No, other problems with waking up to January 1st is remembering to write “2015” on cheques and other important documentation; realizing that your holidays are almost up, and you’ll need to go back to work; and wishing “Happy New Year” to people you just don’t care about (but I know you do anyway, because I know you are all very polite people).

I’ve never been a big fan of New Years’, which will not come as any surprise to anyone that read my last post about Christmas. I think I was about nine or ten the first year I stayed up until midnight, while staying with my grandparents. Not sure where my parents were. Knowing what I know now as a parent, they probably headed off to some party for some no-kid time. I don’t blame them.

Grandpa went to bed pretty early – I guess he’d seen enough NYE celebrations that the appeal wasn’t there anymore. So, it was me, my sister and my very patient grandmother, watching TV and the feeds from New York, Toronto and, eventually, Vancouver. I asked Grandma if I could play “Auld Lang Syne” on the organ at the stroke of twelve, but she didn’t want me to wake Grandpa up, which was fair enough. But even at that early age, once the fireworks were done, and Grandma took the champagne away from us kids (kidding, kidding), the seeds of apathy to this night were sown.

Even when I’ve had a really great time on New Years’, I seem to recall that it wasn’t all that big a deal the next day. I stayed with my friends Pat and Sharla one year, and Pat and I went through a two-four (translation for Aussies: a slab), which was fine (although I can’t recall sharing any with Sharla, for some reason), since we were all adults and knowing of the damage we were doing to our brains. I woke up the next day, head pounding, mouth only to find that my friend was frying up eggs (a food which I absolutely, positively detest, and a cooking method for eggs that, for me, ranks with one of the worst smells in the world), with no apparent sign of a hangover.  Not sure how he managed to miss suffering, I didn’t seem him drink water, but my head, and my jealousy at Pat’s immunity system definitely contributed to the celebration of the New Year. By the way, guys – we should absolutely do it again one year. Minus the eggs.

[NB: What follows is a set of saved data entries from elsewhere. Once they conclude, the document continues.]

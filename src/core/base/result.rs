//! Result
//!
use super::{BlockError, SentinelRule, Snapshot};
use crate::system::MetricType;
use std::fmt;
use std::sync::Arc;

/// The cause of a blocked call.
#[derive(Debug, Clone, Copy, PartialEq, Eq)]
pub enum BlockType {
    Flow,
    Authority,
    CircuitBreaking,
    /// carries the system dimension that refused the call
    SystemFlow(MetricType),
}

impl BlockType {
    /// Short cause tag: `flow`, `degrade`, `system:<dimension>` or `authority`.
    pub fn cause(&self) -> String {
        match self {
            BlockType::Flow => "flow".into(),
            BlockType::Authority => "authority".into(),
            BlockType::CircuitBreaking => "degrade".into(),
            BlockType::SystemFlow(metric_type) => format!("system:{}", metric_type.reason_tag()),
        }
    }
}

impl fmt::Display for BlockType {
    fn fmt(&self, f: &mut fmt::Formatter<'_>) -> fmt::Result {
        match self {
            BlockType::SystemFlow(metric_type) => write!(f, "SystemFlow({:?})", metric_type),
            _ => write!(f, "{:?}", self),
        }
    }
}

#[derive(Debug, Clone, PartialEq)]
pub enum TokenResult {
    Pass,
    Blocked(BlockError),
}

impl Default for TokenResult {
    fn default() -> Self {
        TokenResult::Pass
    }
}

impl TokenResult {
    pub fn new_pass() -> Self {
        Self::default()
    }

    pub fn new_blocked(block_type: BlockType, resource: String) -> Self {
        Self::Blocked(BlockError::new(block_type, resource))
    }

    pub fn new_blocked_with_msg(block_type: BlockType, resource: String, block_msg: String) -> Self {
        Self::Blocked(BlockError::new_with_msg(block_type, resource, block_msg))
    }

    pub fn new_blocked_with_cause(
        block_type: BlockType,
        resource: String,
        block_msg: String,
        rule: Arc<dyn SentinelRule>,
        snapshot_value: Arc<Snapshot>,
    ) -> Self {
        Self::Blocked(BlockError::new_with_cause(
            block_type,
            resource,
            block_msg,
            rule,
            snapshot_value,
        ))
    }

    pub fn reset_to_pass(&mut self) {
        *self = Self::new_pass();
    }

    pub fn is_pass(&self) -> bool {
        matches!(self, Self::Pass)
    }

    pub fn is_blocked(&self) -> bool {
        matches!(self, Self::Blocked(_))
    }

    pub fn block_err(&self) -> Option<&BlockError> {
        match self {
            Self::Blocked(err) => Some(err),
            _ => None,
        }
    }
}

impl fmt::Display for TokenResult {
    fn fmt(&self, f: &mut fmt::Formatter<'_>) -> fmt::Result {
        match self {
            TokenResult::Pass => write!(f, "TokenResult::Pass"),
            TokenResult::Blocked(block_err) => write!(f, "TokenResult::Blocked: {}", block_err),
        }
    }
}
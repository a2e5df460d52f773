use super::*;
use crate::{
    base::{
        BaseSlot, BlockType, ConcurrencyStat, EntryContext, MetricEvent, ReadStat, Slot,
        StatNode, TokenResult,
    },
    stat::NodeRegistry,
    system_metric::SystemStatus,
};
use std::sync::Arc;

pub const SYSTEM_SLOT_ORDER: u32 = 4000;

/// AdaptiveSlot guards the inbound traffic as a whole against the system rules.
/// The dimensions are checked in the order qps, thread, rt, load, cpu and the first violated one blocks.
pub struct AdaptiveSlot {
    manager: Arc<SystemRuleManager>,
    registry: Arc<NodeRegistry>,
    status: Arc<SystemStatus>,
}

impl AdaptiveSlot {
    pub fn new(
        manager: Arc<SystemRuleManager>,
        registry: Arc<NodeRegistry>,
        status: Arc<SystemStatus>,
    ) -> Self {
        AdaptiveSlot {
            manager,
            registry,
            status,
        }
    }
}

impl BaseSlot for AdaptiveSlot {
    fn order(&self) -> u32 {
        SYSTEM_SLOT_ORDER
    }
}

impl Slot for AdaptiveSlot {
    fn entry(&self, ctx: &mut EntryContext) -> TokenResult {
        if !ctx.resource().is_inbound() {
            return TokenResult::new_pass();
        }
        let thresholds = self.manager.thresholds();
        let batch = ctx.input().batch_count();
        for rule in thresholds.iter() {
            if let Some(observed) = self.can_pass_check(rule, batch) {
                let metric_type = rule.metric_type;
                return TokenResult::new_blocked_with_cause(
                    BlockType::SystemFlow(metric_type),
                    ctx.resource().name().clone(),
                    format!("system {} check blocked", metric_type.reason_tag()),
                    rule.clone(),
                    Arc::new(observed),
                );
            }
        }
        TokenResult::new_pass()
    }
}

impl AdaptiveSlot {
    /// `None` indicates it passes
    /// `Some(value)` carries the observed value violating the rule
    fn can_pass_check(&self, rule: &Rule, batch: u32) -> Option<f64> {
        let inbound = self.registry.inbound_node();
        let threshold = rule.threshold;
        match rule.metric_type {
            MetricType::InboundQps => {
                let qps = inbound.qps(MetricEvent::Pass);
                (qps + batch as f64 > threshold).then(|| qps)
            }
            MetricType::Concurrency => {
                let n = inbound.current_concurrency() as f64;
                (n > threshold).then(|| n)
            }
            MetricType::AvgRt => {
                let rt = inbound.avg_rt();
                (rt > threshold).then(|| rt)
            }
            MetricType::Load => {
                let load = self.status.current_load();
                (load > threshold && !check_bbr(inbound.as_ref())).then(|| load)
            }
            MetricType::CpuUsage => {
                let usage = self.status.current_cpu_usage();
                (usage > threshold).then(|| usage)
            }
        }
    }
}

/// Admits while the concurrency stays within the capacity estimated from
/// the best throughput and the best latency ever observed.
fn check_bbr(inbound: &dyn StatNode) -> bool {
    let concurrency = inbound.current_concurrency() as f64;
    concurrency <= 1.0
        || concurrency <= inbound.max_success_qps() * inbound.min_observed_rt() / 1000.0
}
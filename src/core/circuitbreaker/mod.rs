//! `circuitbreaker` module implements the circuit breaker pattern, which refuses the calls
//! to a resource that keeps failing and probes for its recovery.
//!
//! Three strategies are supported out of the box:
//!
//!  1. SlowRequestRatio: the ratio of entries whose response time is greater than `max_allowed_rt_ms` exceeds the threshold.
//!
//!  2. ErrorRatio: the ratio of entries which ended with a business error exceeds the threshold.
//!
//!  3. ErrorCount: the number of entries which ended with a business error exceeds the threshold.
//!
//! Further strategies are plugged in as `BreakerStrategy::Custom` with a generator on the `CircuitBreakerManager`.
//! Each Rule is converted into a circuit breaker holding its own statistic.
//!
//! The breakers are state machines with three states:
//!
//!  1. Closed: all entries pass.
//!
//!  2. Open: all entries are blocked. After the retry timeout, the first entry switches the breaker to Half-Open and probes the resource.
//!
//!  3. Half-Open: only the probe is in flight, others are blocked. The outcome of the probe closes or re-opens the breaker.
//!
//! State changes are observable through `StateChangeListener`.

pub mod breaker;
pub mod rule;
pub mod rule_manager;
pub mod slot;
pub mod stat_slot;

pub use breaker::*;
pub use rule::*;
pub use rule_manager::*;
pub use slot::*;
pub use stat_slot::*;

I guess another problem for the start of the year is the pressure to make resolutions. I’ve surprised myself this year, in that I’ve made eight resolutions for myself. The first one is to actually use my twelve month day planner past February. I still have five or six planners in my study – Far Side, mostly – that I use religiously until about Valentine’s Day, and then…the rest of the year is used to read the comics. I don’t know why I’ve done this in the past. Perhaps I simply use my wife to plan my life, and that makes the planners superfluous.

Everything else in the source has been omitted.